Adverse Events Generally Decreased Over Time
“The primary endpoint of this analysis was safety as assessed by the frequency and severity of grade 3 adverse events,serious [adverse events], and [adverse events] requiring dose reduction or discontinuation,” the authors explained. The most common adverse events observed over 3 years of follow-up were hypertension, which occurred in 23% of treatment-naive and 20% of relapsed/refractory patients, and pneumonia, which occurred in 6% of treatment-naive and 25% of relapsed/refractory patients.
“For grade 3 [adverse events] occurring in 5% of patients during years 1, 2, and 3 on therapy, the frequency of pneumonia, neutropenia, thrombocytopenia, diarrhea, and fatigue generally decreased over time, while the frequency of hypertension and atrial fibrillation appeared constant. Overall, treatment-naive patients generally experienced fewer grade 3 toxicities, particularly infectious and hematologic toxicities, compared with the previously treated cohort,” the investigators wrote.
“Dose reductions due to [adverse events] were reported for 13 patients and occurred primarily during the first year of treatment,” the authors added. “The primary reasons for discontinuing therapy for all patients included disease progression in 22 patients (17%) and [adverse events] in 17 patients (13%).”
Only four adverse events requiring treatment discontinuation “were possibly related to ibrutinib treatment,” the researchers noted, and all were resolved. Overall, discontinuations due to adverse events occurred in 8% of patients within the first year, then declined to 4% in the second and 2% in the third year.
‘Progression Remains Uncommon’
Additional endpoints included were overall response rate, achieved by 84% of previously untreated and 90% of relapsed/refractory patients, and complete response, achieved by 23% of treatment-naive and 7% of relapsed/refractory patients. “Response quality evolves over time, as the median time to [complete response] was 21.2 months (range, 4.6–42.5),” the investigators observed. With extended follow-up, 94% of patients who achieved partial response with lymphocytosis converted to either complete or partial response.
Median progression-free survival and overall survival times were not reached for all patients.

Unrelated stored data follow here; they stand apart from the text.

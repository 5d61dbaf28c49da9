//! The acquisition service: one weather fetch, a best-effort country
//! enrichment, a best-effort save.
//!
//! Only the weather fetch can fail the operation. Everything downstream
//! degrades to "best available data": a failed resolution falls back to the
//! local name table, a failed save is logged and swallowed.

use anyhow::Context;
use chrono::{DateTime, Utc};

use crate::{
    config::Config,
    country::{CountryResolver, CountryServiceClient, fallback},
    error::AcquisitionError,
    model::{Country, Observation, Station},
    provider::{WeatherProvider, openweather::OpenWeatherMapClient},
    store::{ObservationStore, SqliteObservationStore},
};

/// What happened to the persistence step of one acquisition.
///
/// `Failed` and `Skipped` are indistinguishable in the returned station;
/// the explicit value exists so callers and tests can tell them apart.
#[derive(Debug, Clone, Copy, PartialEq, Eq)]
pub enum PersistenceOutcome {
    /// All rows committed.
    Saved,
    /// The store reported an error; it was logged and ignored.
    Failed,
    /// No store is configured.
    Skipped,
}

/// Result of one acquisition: the enriched station plus the persistence
/// outcome.
#[derive(Debug)]
pub struct Acquisition {
    pub station: Station,
    pub persistence: PersistenceOutcome,
}

/// Orchestrates the weather provider, the country resolver and the optional
/// observation store.
#[derive(Debug)]
pub struct AcquisitionService {
    provider: Box<dyn WeatherProvider>,
    resolver: Box<dyn CountryResolver>,
    store: Option<Box<dyn ObservationStore>>,
}

impl AcquisitionService {
    pub fn new(
        provider: Box<dyn WeatherProvider>,
        resolver: Box<dyn CountryResolver>,
        store: Option<Box<dyn ObservationStore>>,
    ) -> Self {
        Self { provider, resolver, store }
    }

    /// Fetch current weather for a coordinate, enrich the country name and
    /// persist when a store is configured.
    pub async fn acquire(
        &self,
        latitude: f64,
        longitude: f64,
        lang: Option<&str>,
    ) -> Result<Acquisition, AcquisitionError> {
        let mut station = self.provider.fetch(latitude, longitude, lang).await?;
        self.enrich_country(&mut station, lang).await;
        let persistence = self.persist(&station);
        Ok(Acquisition { station, persistence })
    }

    /// [`Self::acquire`] without the persistence outcome.
    pub async fn acquire_and_process(
        &self,
        latitude: f64,
        longitude: f64,
        lang: Option<&str>,
    ) -> Result<Station, AcquisitionError> {
        Ok(self.acquire(latitude, longitude, lang).await?.station)
    }

    /// Fresh fetch at the last-known coordinates of a stored station. Not a
    /// cache read: this appends a new observation and persists it.
    pub async fn acquire_for_known_station(
        &self,
        station_name: &str,
        lang: Option<&str>,
    ) -> Result<Acquisition, AcquisitionError> {
        let store = self.store.as_ref().ok_or(AcquisitionError::StoreRequired)?;

        let known = store
            .find_by_name(station_name)?
            .ok_or_else(|| AcquisitionError::UnknownStation(station_name.to_string()))?;
        let Some((latitude, longitude)) = known.coordinates() else {
            return Err(AcquisitionError::UnknownStation(station_name.to_string()));
        };

        self.acquire(latitude, longitude, lang).await
    }

    /// Names of the stored stations; empty when no store is configured or
    /// the read fails.
    pub fn saved_station_names(&self) -> Vec<String> {
        let Some(store) = self.store.as_ref() else {
            return Vec::new();
        };
        match store.station_names() {
            Ok(names) => names,
            Err(err) => {
                tracing::warn!(error = %err, "listing stored stations failed");
                Vec::new()
            }
        }
    }

    /// Stored observation timestamps for a station, newest first.
    pub fn observation_dates(&self, station_name: &str) -> Vec<DateTime<Utc>> {
        let Some(store) = self.store.as_ref() else {
            return Vec::new();
        };
        match store.timestamps(station_name) {
            Ok(timestamps) => timestamps,
            Err(err) => {
                tracing::warn!(station = station_name, error = %err, "listing stored timestamps failed");
                Vec::new()
            }
        }
    }

    /// The stored observation within the calendar second of `at`.
    pub fn observation_at(&self, station_name: &str, at: DateTime<Utc>) -> Option<Observation> {
        let store = self.store.as_ref()?;
        match store.find_observation(station_name, at) {
            Ok(observation) => observation,
            Err(err) => {
                tracing::warn!(station = station_name, error = %err, "reading stored observation failed");
                None
            }
        }
    }

    async fn enrich_country(&self, station: &mut Station, lang: Option<&str>) {
        let Some(country) = station.country.as_mut() else {
            return;
        };
        let code = country.code.trim().to_string();
        if code.is_empty() {
            return;
        }

        match self.resolver.resolve(&code, lang).await {
            Ok(resolved) if resolved.has_name() => {
                tracing::debug!(code = %code, name = resolved.label(), "country resolved");
                *country = resolved;
            }
            Ok(_) => apply_local_fallback(country, &code, lang),
            Err(err) => {
                tracing::warn!(code = %code, error = %err, "country resolution failed, using local fallback");
                apply_local_fallback(country, &code, lang);
            }
        }
    }

    fn persist(&self, station: &Station) -> PersistenceOutcome {
        let Some(store) = self.store.as_ref() else {
            return PersistenceOutcome::Skipped;
        };
        match store.save(station) {
            Ok(()) => PersistenceOutcome::Saved,
            Err(err) => {
                tracing::warn!(station = %station.name, error = %err, "saving observations failed, continuing without persistence");
                PersistenceOutcome::Failed
            }
        }
    }
}

/// The name is only ever set, never cleared: a station whose code resolves
/// nowhere keeps the bare code, which is not an error.
fn apply_local_fallback(country: &mut Country, code: &str, lang: Option<&str>) {
    match fallback::display_name(code, lang) {
        Some(name) => {
            tracing::debug!(code, name, "using local country name");
            country.name = Some(name.to_string());
        }
        None => tracing::debug!(code, "no local country name, keeping bare code"),
    }
}

/// Construct the full service from config.
pub fn service_from_config(config: &Config) -> anyhow::Result<AcquisitionService> {
    let api_key = config.weather_api_key().ok_or_else(|| {
        anyhow::anyhow!(
            "No OpenWeatherMap API key configured.\n\
             Hint: run `meteo configure` and enter your API key."
        )
    })?;

    let provider =
        Box::new(OpenWeatherMapClient::new(config.weather.base_url.clone(), api_key.to_owned()));
    let resolver = Box::new(CountryServiceClient::new(config.country.base_url.clone()));

    let store: Option<Box<dyn ObservationStore>> = match &config.database {
        Some(path) => {
            let store = SqliteObservationStore::open(path)
                .with_context(|| format!("Failed to open database: {}", path.display()))?;
            Some(Box::new(store))
        }
        None => None,
    };

    Ok(AcquisitionService::new(provider, resolver, store))
}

At 30 months, the estimated progression-free survival rate was 96% for treatment-refractory CLL/SLL patients and 69% for previously treated patients. The estimated 30-month overall survival rates were 97% for treatment-naive CLL and 79% for previously treated patients.
“Progression remains uncommon, occurring primarily in some patients with relapsed del(17)(p13.1) and/or del(11)(q22.3) disease,” the investigators noted. The 28.1 month progression-free survival observed in the cohort of patients with del(17p) (n = 34), with a median of four prior therapies, “surpasses that observed with any therapy published for this group, including those receiving first-line treatment. Ibrutinib represents a significant advance in the treatment options available for these patients,” the researchers wrote.
“Notably, with 3 years of follow-up, 81% of [treatment-naive] patients continue daily ibrutinib. There have been no further relapses for over 2 years. This gives some suggestion that the best outcomes may be seen when ibrutinib is administered as first-line rather than salvage therapy. However, the low number of genomic high-risk patients in the untreated group prevents firm conclusions on this matter,” the authors stated.
Randomized trials comparing ibrutinib with standard first-line treatments are ongoing.
John C. Byrd, MD, of The Ohio State University, Columbus, Ohio, is the corresponding author for the Blood study.